* _Work task_: Find the string "once" in the listing and report every line that has it.

=== Begin Enclosure ===

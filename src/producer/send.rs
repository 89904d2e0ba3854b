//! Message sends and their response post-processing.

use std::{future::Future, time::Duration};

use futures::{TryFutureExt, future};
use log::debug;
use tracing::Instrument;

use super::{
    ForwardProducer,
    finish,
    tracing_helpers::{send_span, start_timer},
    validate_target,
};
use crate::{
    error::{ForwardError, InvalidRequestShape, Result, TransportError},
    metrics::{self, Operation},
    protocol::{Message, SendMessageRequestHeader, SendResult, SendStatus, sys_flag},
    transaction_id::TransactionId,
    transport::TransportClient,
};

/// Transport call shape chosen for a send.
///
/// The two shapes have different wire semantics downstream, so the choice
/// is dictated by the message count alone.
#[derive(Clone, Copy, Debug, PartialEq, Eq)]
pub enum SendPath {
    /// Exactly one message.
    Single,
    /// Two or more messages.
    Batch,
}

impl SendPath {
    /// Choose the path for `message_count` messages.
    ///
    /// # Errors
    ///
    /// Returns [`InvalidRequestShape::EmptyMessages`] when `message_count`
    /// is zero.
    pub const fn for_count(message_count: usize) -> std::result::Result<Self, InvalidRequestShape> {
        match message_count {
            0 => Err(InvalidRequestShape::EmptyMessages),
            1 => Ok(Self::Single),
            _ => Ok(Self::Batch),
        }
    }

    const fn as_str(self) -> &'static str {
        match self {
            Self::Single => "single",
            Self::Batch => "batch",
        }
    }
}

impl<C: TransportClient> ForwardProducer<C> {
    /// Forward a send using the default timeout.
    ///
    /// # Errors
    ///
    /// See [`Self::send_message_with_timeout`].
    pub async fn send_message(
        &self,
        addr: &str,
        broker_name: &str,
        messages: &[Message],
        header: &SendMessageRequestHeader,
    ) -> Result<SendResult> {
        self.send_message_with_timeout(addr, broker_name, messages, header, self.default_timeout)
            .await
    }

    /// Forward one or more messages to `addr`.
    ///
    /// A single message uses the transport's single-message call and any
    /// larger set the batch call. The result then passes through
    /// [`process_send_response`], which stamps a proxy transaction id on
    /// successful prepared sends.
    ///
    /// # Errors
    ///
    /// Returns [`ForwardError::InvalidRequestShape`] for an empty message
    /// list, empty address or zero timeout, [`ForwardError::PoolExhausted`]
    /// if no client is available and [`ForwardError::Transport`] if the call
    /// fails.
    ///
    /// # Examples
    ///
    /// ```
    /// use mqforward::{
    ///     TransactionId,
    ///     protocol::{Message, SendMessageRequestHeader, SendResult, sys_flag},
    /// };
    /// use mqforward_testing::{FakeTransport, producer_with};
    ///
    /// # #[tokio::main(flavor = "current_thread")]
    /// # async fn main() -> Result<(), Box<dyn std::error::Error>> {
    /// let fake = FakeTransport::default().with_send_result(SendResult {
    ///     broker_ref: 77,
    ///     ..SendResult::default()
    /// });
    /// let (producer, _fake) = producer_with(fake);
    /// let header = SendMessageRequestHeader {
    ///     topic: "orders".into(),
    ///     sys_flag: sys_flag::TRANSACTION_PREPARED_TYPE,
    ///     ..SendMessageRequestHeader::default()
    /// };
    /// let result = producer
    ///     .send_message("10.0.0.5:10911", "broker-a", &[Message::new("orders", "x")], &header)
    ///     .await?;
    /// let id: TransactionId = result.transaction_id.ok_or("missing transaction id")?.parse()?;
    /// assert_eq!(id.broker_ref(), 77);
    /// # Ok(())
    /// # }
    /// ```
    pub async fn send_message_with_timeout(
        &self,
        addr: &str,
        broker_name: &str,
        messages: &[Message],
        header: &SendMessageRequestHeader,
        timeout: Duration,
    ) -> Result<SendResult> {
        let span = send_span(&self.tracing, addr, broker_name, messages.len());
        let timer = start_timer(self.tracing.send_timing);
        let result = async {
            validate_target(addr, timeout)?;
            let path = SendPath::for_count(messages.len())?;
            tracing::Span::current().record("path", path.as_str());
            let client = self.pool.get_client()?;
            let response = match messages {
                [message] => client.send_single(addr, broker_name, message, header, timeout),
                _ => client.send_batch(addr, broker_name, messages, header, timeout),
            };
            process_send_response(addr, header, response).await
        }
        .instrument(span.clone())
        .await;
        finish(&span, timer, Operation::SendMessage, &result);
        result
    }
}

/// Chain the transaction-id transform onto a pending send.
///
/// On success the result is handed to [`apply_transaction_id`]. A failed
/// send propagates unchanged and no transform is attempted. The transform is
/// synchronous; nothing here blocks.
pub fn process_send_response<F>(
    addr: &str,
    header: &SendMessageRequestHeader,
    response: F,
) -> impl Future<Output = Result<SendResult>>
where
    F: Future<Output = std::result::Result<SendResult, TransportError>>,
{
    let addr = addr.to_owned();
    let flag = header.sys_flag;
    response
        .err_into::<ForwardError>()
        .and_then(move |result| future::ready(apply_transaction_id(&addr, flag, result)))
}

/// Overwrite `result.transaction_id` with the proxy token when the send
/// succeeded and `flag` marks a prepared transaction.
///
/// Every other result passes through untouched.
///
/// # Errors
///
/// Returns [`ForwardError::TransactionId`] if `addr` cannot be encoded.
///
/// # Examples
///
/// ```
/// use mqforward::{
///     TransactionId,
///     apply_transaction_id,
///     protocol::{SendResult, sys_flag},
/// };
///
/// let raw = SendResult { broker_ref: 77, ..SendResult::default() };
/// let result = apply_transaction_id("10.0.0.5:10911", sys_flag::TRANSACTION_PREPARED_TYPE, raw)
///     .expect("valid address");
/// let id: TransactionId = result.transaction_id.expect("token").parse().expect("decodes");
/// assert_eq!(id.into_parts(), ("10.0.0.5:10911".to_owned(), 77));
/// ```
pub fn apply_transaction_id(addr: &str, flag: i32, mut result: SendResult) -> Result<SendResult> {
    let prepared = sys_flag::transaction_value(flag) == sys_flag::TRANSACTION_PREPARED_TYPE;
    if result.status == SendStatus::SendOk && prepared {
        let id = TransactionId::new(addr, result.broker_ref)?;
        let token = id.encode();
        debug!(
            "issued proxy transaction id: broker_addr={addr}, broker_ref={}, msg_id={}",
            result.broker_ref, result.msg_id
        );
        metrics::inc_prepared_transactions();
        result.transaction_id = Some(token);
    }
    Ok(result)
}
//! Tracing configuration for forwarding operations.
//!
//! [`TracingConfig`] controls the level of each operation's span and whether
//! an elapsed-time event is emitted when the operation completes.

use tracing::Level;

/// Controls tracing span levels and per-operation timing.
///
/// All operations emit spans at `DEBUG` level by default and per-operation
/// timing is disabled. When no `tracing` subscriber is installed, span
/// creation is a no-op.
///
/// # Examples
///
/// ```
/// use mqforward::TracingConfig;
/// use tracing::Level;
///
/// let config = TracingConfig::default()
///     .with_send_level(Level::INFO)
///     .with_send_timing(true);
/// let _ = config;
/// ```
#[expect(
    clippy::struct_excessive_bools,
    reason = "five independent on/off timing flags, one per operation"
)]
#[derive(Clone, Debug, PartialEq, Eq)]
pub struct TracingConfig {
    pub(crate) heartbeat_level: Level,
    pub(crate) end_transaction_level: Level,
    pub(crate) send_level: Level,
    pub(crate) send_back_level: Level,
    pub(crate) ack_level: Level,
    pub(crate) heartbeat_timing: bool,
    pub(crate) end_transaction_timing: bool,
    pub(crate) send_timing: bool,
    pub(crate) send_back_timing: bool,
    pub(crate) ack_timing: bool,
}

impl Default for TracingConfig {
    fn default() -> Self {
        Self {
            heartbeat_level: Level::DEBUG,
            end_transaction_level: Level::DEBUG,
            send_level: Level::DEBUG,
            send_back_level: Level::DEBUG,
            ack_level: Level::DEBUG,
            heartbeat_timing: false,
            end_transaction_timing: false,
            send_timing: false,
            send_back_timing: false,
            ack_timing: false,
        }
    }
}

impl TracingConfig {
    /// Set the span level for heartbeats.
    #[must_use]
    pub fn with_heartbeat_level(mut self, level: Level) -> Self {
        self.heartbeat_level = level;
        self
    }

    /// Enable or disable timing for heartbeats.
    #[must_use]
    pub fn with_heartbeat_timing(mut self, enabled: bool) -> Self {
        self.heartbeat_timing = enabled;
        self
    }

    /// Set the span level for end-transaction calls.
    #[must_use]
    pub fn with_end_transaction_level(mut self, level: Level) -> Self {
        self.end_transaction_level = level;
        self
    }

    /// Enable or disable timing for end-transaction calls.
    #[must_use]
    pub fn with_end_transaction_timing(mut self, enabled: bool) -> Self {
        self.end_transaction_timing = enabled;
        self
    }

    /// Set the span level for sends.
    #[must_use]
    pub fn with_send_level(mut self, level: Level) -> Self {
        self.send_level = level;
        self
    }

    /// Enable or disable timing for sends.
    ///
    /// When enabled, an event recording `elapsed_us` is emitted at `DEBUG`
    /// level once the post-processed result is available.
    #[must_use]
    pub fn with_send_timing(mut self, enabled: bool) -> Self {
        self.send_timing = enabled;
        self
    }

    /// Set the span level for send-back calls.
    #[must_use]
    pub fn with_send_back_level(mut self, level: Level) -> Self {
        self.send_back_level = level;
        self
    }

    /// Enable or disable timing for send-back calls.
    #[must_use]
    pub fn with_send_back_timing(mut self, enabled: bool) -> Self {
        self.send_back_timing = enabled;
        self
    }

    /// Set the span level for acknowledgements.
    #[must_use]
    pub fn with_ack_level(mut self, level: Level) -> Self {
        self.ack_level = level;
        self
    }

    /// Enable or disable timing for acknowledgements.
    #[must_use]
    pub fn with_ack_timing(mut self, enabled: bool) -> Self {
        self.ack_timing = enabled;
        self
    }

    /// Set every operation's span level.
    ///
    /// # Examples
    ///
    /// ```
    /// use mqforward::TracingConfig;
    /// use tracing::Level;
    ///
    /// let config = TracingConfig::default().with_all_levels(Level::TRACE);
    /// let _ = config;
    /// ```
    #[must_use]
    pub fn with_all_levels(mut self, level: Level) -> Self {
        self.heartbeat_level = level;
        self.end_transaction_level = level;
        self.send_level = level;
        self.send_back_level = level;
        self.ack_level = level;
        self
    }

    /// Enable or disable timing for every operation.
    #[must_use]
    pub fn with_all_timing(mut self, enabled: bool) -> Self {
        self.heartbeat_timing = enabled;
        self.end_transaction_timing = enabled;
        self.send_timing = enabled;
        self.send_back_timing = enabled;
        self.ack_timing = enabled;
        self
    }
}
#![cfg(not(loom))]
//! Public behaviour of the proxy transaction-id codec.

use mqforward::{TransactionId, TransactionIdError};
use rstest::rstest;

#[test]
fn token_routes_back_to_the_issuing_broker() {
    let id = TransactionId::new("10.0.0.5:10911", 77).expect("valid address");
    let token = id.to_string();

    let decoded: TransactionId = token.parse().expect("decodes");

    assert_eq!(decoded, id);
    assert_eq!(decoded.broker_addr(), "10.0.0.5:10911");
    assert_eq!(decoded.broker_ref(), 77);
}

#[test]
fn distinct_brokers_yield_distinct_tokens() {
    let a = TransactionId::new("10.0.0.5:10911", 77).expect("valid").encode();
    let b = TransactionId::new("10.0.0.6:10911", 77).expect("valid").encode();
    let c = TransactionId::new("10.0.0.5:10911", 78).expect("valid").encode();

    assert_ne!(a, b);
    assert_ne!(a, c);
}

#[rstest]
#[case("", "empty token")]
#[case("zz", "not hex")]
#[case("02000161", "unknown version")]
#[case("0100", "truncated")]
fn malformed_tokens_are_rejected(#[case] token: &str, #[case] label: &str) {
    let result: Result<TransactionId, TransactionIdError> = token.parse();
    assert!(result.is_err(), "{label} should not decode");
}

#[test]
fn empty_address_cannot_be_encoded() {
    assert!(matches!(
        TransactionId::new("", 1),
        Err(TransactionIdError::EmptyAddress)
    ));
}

=== End Enclosure ===
=== Begin Enclosure ===

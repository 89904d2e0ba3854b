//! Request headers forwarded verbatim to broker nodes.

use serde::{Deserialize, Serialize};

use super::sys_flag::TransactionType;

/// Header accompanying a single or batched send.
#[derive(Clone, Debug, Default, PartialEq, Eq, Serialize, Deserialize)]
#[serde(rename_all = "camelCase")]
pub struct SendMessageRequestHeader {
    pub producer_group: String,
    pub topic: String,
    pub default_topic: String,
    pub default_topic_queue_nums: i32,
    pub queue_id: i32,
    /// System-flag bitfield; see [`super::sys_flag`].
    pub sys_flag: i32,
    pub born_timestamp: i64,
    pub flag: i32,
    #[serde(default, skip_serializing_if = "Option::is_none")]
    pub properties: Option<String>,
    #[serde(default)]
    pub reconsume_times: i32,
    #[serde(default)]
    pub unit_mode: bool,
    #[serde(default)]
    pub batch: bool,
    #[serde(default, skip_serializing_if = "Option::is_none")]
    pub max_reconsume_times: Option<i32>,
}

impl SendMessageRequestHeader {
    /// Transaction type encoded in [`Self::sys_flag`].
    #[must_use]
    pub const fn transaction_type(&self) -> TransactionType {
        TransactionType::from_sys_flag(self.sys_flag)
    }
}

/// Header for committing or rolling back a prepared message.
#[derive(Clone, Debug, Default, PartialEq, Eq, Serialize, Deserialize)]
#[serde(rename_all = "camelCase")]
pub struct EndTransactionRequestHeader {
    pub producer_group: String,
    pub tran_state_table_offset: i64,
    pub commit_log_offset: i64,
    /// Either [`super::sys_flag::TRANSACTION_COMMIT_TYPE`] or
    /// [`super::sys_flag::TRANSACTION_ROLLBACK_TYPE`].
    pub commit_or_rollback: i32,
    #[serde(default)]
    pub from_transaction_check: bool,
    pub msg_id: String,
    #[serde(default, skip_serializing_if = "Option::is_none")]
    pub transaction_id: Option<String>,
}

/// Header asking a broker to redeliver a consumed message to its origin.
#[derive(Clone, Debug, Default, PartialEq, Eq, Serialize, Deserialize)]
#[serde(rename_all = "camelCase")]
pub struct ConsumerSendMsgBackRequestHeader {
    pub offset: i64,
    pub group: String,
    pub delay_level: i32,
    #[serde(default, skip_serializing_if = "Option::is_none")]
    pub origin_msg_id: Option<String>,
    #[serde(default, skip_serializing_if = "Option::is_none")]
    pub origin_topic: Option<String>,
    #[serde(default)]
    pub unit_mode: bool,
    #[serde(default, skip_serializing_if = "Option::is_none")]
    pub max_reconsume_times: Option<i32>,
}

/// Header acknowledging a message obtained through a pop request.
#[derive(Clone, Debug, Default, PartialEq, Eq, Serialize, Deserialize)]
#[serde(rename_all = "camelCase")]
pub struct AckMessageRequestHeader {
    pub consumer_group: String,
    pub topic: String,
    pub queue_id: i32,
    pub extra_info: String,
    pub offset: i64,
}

=== End Enclosure ===
=== Begin Enclosure ===

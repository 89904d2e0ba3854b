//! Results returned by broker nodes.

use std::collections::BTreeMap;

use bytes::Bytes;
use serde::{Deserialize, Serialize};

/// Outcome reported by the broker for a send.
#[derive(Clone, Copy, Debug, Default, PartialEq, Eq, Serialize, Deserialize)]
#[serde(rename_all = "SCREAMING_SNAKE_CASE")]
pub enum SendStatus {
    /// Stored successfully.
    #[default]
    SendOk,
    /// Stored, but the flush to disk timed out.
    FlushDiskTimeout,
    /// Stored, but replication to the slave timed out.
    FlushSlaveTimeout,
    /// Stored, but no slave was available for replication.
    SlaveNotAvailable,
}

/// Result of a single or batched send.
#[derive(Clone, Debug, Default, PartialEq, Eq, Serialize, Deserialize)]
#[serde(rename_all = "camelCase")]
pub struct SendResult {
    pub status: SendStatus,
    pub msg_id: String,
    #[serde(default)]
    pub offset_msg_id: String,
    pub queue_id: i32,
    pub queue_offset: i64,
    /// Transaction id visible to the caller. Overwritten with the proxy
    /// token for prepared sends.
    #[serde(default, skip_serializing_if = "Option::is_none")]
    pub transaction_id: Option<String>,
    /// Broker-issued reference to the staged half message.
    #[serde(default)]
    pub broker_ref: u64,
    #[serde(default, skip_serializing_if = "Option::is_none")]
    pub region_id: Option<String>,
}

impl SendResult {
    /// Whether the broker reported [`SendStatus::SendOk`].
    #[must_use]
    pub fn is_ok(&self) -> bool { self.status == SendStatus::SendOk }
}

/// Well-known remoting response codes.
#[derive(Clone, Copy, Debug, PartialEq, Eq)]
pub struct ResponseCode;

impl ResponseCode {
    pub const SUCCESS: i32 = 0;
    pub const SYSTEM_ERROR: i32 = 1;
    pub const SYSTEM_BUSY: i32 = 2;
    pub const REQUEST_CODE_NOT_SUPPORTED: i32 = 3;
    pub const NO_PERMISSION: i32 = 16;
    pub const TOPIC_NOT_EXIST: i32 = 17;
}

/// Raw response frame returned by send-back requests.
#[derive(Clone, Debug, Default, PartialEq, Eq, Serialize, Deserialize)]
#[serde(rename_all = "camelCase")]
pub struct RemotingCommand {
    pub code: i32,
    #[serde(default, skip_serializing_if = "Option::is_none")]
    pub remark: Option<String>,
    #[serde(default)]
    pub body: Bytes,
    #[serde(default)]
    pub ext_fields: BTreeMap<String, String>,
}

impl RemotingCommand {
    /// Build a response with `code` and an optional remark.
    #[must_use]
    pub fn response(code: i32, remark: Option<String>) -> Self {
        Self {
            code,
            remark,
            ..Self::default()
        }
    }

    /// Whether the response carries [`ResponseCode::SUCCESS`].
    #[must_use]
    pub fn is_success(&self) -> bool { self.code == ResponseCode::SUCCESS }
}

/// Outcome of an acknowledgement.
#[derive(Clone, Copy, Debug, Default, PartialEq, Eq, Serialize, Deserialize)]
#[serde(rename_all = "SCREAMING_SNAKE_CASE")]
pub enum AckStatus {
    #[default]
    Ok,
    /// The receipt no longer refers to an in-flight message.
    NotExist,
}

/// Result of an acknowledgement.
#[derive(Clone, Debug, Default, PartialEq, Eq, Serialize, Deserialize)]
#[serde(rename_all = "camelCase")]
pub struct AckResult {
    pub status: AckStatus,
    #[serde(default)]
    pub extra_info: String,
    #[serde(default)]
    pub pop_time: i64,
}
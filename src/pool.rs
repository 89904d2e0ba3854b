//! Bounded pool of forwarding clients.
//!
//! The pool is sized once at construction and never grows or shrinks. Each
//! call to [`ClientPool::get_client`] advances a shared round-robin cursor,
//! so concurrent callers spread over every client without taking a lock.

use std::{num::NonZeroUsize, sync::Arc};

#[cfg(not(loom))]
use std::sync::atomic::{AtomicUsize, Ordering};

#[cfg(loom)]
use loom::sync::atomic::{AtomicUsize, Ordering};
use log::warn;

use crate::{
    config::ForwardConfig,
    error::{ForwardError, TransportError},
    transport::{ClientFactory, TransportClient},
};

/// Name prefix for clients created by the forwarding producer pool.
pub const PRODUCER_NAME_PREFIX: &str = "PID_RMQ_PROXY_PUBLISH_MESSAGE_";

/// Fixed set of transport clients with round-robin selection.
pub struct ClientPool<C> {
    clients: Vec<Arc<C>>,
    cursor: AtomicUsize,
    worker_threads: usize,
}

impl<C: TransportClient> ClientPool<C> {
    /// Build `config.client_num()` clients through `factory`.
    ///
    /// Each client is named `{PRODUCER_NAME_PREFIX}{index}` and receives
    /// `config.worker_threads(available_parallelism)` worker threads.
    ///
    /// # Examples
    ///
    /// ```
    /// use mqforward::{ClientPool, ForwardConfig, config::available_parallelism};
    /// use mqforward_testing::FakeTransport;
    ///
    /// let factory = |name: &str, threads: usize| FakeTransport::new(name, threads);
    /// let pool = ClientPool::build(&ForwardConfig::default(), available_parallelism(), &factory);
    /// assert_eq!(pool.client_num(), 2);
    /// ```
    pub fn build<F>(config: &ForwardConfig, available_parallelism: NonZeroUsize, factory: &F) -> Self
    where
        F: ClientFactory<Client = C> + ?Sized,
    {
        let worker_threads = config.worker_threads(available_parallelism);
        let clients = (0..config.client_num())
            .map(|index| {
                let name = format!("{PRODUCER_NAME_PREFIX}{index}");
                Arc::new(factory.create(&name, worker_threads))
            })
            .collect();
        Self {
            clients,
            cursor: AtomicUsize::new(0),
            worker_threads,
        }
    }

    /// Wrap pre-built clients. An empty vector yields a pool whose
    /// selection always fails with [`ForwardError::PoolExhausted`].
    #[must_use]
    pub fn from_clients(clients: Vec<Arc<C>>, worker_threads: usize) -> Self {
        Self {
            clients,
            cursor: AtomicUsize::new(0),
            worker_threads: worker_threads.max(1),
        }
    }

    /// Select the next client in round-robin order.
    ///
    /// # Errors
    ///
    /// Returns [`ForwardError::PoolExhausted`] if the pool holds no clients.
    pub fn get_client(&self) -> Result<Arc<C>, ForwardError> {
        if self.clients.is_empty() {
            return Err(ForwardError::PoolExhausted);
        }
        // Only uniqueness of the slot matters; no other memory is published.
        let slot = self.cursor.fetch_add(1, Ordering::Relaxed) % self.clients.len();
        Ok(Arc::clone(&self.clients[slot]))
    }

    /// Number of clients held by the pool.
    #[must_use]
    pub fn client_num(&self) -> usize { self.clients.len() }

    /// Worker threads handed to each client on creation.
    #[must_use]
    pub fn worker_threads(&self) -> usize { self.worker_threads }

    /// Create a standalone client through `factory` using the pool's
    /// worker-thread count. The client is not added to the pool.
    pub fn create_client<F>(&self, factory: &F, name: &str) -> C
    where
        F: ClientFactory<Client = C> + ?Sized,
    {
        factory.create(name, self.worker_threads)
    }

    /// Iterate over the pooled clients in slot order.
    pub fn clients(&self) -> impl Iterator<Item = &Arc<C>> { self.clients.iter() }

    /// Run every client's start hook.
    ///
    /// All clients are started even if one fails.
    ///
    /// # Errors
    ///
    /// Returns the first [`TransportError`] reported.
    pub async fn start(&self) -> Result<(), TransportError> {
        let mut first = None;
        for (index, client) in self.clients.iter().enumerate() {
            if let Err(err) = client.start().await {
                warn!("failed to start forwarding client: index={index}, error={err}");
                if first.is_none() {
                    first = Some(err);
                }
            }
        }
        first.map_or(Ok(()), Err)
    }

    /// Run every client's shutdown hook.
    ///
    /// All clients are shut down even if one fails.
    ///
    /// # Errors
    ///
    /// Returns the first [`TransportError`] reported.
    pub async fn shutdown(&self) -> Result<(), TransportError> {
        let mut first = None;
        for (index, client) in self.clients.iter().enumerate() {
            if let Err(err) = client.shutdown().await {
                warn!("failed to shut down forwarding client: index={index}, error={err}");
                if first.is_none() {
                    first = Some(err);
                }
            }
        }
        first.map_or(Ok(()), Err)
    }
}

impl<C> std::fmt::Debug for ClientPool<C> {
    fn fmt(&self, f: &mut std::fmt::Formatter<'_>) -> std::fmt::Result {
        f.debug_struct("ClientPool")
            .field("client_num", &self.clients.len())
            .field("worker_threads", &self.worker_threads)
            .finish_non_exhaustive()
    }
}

=== End Enclosure ===

* _Output_:
    /// level once the post-processed result is available.
//! The pool is sized once at construction and never grows or shrinks. Each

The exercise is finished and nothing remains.